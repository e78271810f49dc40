//! Challenge coordinate arithmetic.
//!
//! The protocol fixes a table of per-level leaf heights, level 0 being the
//! block challenge level and deeper levels covering progressively smaller
//! ranges of machine opcodes. A position in the challenge hierarchy is a
//! list of heights, one per level; mapping it to a flat opcode index is a
//! mixed-radix conversion where each digit's place value is the product of
//! all deeper level heights.

use crate::types::{Height, OpcodeIndex, StepSize};
use thiserror::Error;

/// Coordinate arithmetic errors.
#[derive(Debug, Clone, PartialEq, Eq, Error)]
pub enum MapperError {
    /// A challenge level past the configured leaf height table.
    #[error("challenge level {level} is out of range for {levels} challenge levels")]
    ChallengeLevelOutOfRange {
        /// The requested level.
        level: u64,
        /// The number of configured levels.
        levels: u64,
    },
    /// The flat opcode index does not fit in a `u64`.
    #[error("computed machine start index overflows u64")]
    IndexOverflow,
    /// An end height past the level's maximum.
    #[error("end height {end} was greater than max height {max} for level")]
    RangeExceedsLevelMax {
        /// The requested end height.
        end: Height,
        /// The level's maximum height.
        max: Height,
    },
    /// An end height below the start height.
    #[error("end height {end} is below start height {from}")]
    InvalidRange {
        /// The range's start height.
        from: Height,
        /// The requested end height.
        end: Height,
    },
}

/// The challenge level a list of origin heights resolves to: one deeper
/// than the last enclosing level.
pub fn deepest_requested_challenge_level(origin_heights: &[Height]) -> u64 {
    origin_heights.len() as u64
}

/// The protocol's ordered per-level leaf height table.
#[derive(Debug, Clone, PartialEq, Eq)]
pub struct ChallengeCoordinates {
    leaf_heights: Vec<Height>,
}

impl ChallengeCoordinates {
    /// Wrap a leaf height table, level 0 first.
    pub fn new(leaf_heights: Vec<Height>) -> Self {
        ChallengeCoordinates { leaf_heights }
    }

    /// The total number of challenge levels.
    pub fn number_of_levels(&self) -> u64 {
        self.leaf_heights.len() as u64
    }

    /// The leaf height constant at `level`.
    pub fn leaf_height_at(&self, level: u64) -> Result<Height, MapperError> {
        self.leaf_heights
            .get(level as usize)
            .copied()
            .ok_or(MapperError::ChallengeLevelOutOfRange {
                level,
                levels: self.number_of_levels(),
            })
    }

    /// Check that a list of origin heights addresses an existing level:
    /// there are only `L - 1` enclosing levels above the deepest one.
    pub fn validate_origin_heights<'h>(
        &self,
        origin_heights: &'h [Height],
    ) -> Result<&'h [Height], MapperError> {
        if origin_heights.len() as u64 + 1 > self.number_of_levels() {
            return Err(MapperError::ChallengeLevelOutOfRange {
                level: origin_heights.len() as u64,
                levels: self.number_of_levels(),
            });
        }
        Ok(origin_heights)
    }

    /// The opcode index a machine must be stepped to for the state at the
    /// given coordinates.
    ///
    /// The first origin height addresses the block challenge level, which
    /// is over messages rather than opcodes, so it contributes nothing.
    /// Each remaining height, with `from_height` as the final digit, is
    /// multiplied by the product of all deeper leaf heights. The sum is
    /// accumulated in `u128` and checked to fit `u64`, since the inputs are
    /// attacker-influenced.
    pub fn compute_machine_start_index(
        &self,
        origin_heights: &[Height],
        from_height: Height,
    ) -> Result<OpcodeIndex, MapperError> {
        if origin_heights.is_empty() {
            return Ok(OpcodeIndex(0));
        }
        let leaf_heights = self.leaf_heights.get(1..).unwrap_or(&[]);
        let digits = origin_heights[1..]
            .iter()
            .copied()
            .chain(std::iter::once(from_height));

        let mut opcode_index: u128 = 0;
        for (idx, digit) in digits.enumerate() {
            let mut place: u128 = 1;
            for leaf_height in leaf_heights.get(idx + 1..).unwrap_or(&[]) {
                place = place
                    .checked_mul(u128::from(leaf_height.0))
                    .ok_or(MapperError::IndexOverflow)?;
            }
            let increase = place
                .checked_mul(u128::from(digit.0))
                .ok_or(MapperError::IndexOverflow)?;
            opcode_index = opcode_index
                .checked_add(increase)
                .ok_or(MapperError::IndexOverflow)?;
        }
        u64::try_from(opcode_index)
            .map(OpcodeIndex)
            .map_err(|_| MapperError::IndexOverflow)
    }

    /// How many opcodes one step at `level` spans: the product of all
    /// deeper leaf heights, 1 at the deepest level.
    pub fn compute_step_size(&self, level: u64) -> Result<StepSize, MapperError> {
        // Resolves the out-of-range case before any slicing.
        self.leaf_height_at(level)?;
        if level + 1 == self.number_of_levels() {
            return Ok(StepSize(1));
        }
        let mut total: u64 = 1;
        for leaf_height in &self.leaf_heights[(level + 1) as usize..] {
            total = total
                .checked_mul(leaf_height.0)
                .ok_or(MapperError::IndexOverflow)?;
        }
        Ok(StepSize(total))
    }

    /// How many hashes a commitment at `level` needs: `to - from + 1`,
    /// with `to` defaulting to the level's maximum height.
    pub fn compute_required_number_of_hashes(
        &self,
        level: u64,
        from: Height,
        up_to: Option<Height>,
    ) -> Result<u64, MapperError> {
        let max = self.leaf_height_at(level)?;
        let end = match up_to {
            Some(end) => {
                // Committing past the level maximum is an operator error;
                // surfacing it beats silently truncating.
                if end > max {
                    return Err(MapperError::RangeExceedsLevelMax { end, max });
                }
                end
            }
            None => Height(max.0.saturating_sub(1)),
        };
        if end < from {
            return Err(MapperError::InvalidRange { from, end });
        }
        Ok(end.0 - from.0 + 1)
    }
}

#[cfg(test)]
mod tests {
    use super::*;
    use assert_matches::assert_matches;

    fn coordinates() -> ChallengeCoordinates {
        ChallengeCoordinates::new(vec![
            Height(32),
            Height(1024),
            Height(1024),
            Height(1024),
        ])
    }

    #[test]
    fn test_machine_start_index_mixed_radix() {
        // megastep 4, kilostep 5, step 10 inside a block challenge at 0:
        // 4 * 1024 * 1024 + 5 * 1024 + 10.
        let index = coordinates()
            .compute_machine_start_index(&[Height(0), Height(4), Height(5)], Height(10))
            .expect("start index");
        assert_eq!(index, OpcodeIndex(4_199_434));
    }

    #[test]
    fn test_machine_start_index_block_level_is_zero() {
        let index = coordinates()
            .compute_machine_start_index(&[], Height(77))
            .expect("start index");
        assert_eq!(index, OpcodeIndex(0));
    }

    #[test]
    fn test_machine_start_index_single_level() {
        // Only the block origin height: the from height is the sole digit,
        // with place value 1024 * 1024.
        let index = coordinates()
            .compute_machine_start_index(&[Height(9)], Height(3))
            .expect("start index");
        assert_eq!(index, OpcodeIndex(3 * 1024 * 1024));
    }

    #[test]
    fn test_machine_start_index_overflow() {
        let coords = ChallengeCoordinates::new(vec![
            Height(2),
            Height(u64::MAX),
            Height(u64::MAX),
            Height(u64::MAX),
        ]);
        assert_eq!(
            coords.compute_machine_start_index(
                &[Height(1), Height(1), Height(1)],
                Height(1)
            ),
            Err(MapperError::IndexOverflow)
        );
    }

    #[test]
    fn test_step_size_per_level() {
        let coords = coordinates();
        assert_eq!(coords.compute_step_size(0), Ok(StepSize(1024 * 1024 * 1024)));
        assert_eq!(coords.compute_step_size(1), Ok(StepSize(1024 * 1024)));
        assert_eq!(coords.compute_step_size(2), Ok(StepSize(1024)));
        assert_eq!(coords.compute_step_size(3), Ok(StepSize(1)));
        assert_matches!(
            coords.compute_step_size(4),
            Err(MapperError::ChallengeLevelOutOfRange { level: 4, levels: 4 })
        );
    }

    #[test]
    fn test_required_number_of_hashes() {
        let coords = coordinates();
        // Defaults to the full level range.
        assert_eq!(
            coords.compute_required_number_of_hashes(1, Height(0), None),
            Ok(1024)
        );
        assert_eq!(
            coords.compute_required_number_of_hashes(1, Height(0), Some(Height(10))),
            Ok(11)
        );
        // The level maximum itself is allowed as an end height.
        assert_eq!(
            coords.compute_required_number_of_hashes(1, Height(0), Some(Height(1024))),
            Ok(1025)
        );
        assert_matches!(
            coords.compute_required_number_of_hashes(1, Height(0), Some(Height(1025))),
            Err(MapperError::RangeExceedsLevelMax { .. })
        );
        assert_matches!(
            coords.compute_required_number_of_hashes(1, Height(5), Some(Height(3))),
            Err(MapperError::InvalidRange { .. })
        );
    }

    #[test]
    fn test_validate_origin_heights() {
        let coords = coordinates();
        assert!(coords.validate_origin_heights(&[]).is_ok());
        let three = [Height(1), Height(2), Height(3)];
        assert!(coords.validate_origin_heights(&three).is_ok());
        let four = [Height(1), Height(2), Height(3), Height(4)];
        assert_matches!(
            coords.validate_origin_heights(&four),
            Err(MapperError::ChallengeLevelOutOfRange { level: 4, levels: 4 })
        );
    }

    #[test]
    fn test_deepest_requested_challenge_level() {
        assert_eq!(deepest_requested_challenge_level(&[]), 0);
        assert_eq!(
            deepest_requested_challenge_level(&[Height(0), Height(4)]),
            2
        );
    }
}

■ About this task ■
Each line of the entries that contains the word "ChallengeCoordinates" should be listed.

■ Solution to the exercise ■
pub struct ChallengeCoordinates {
impl ChallengeCoordinates {
        ChallengeCoordinates { leaf_heights }
    fn coordinates() -> ChallengeCoordinates {
        ChallengeCoordinates::new(vec![
        let coords = ChallengeCoordinates::new(vec![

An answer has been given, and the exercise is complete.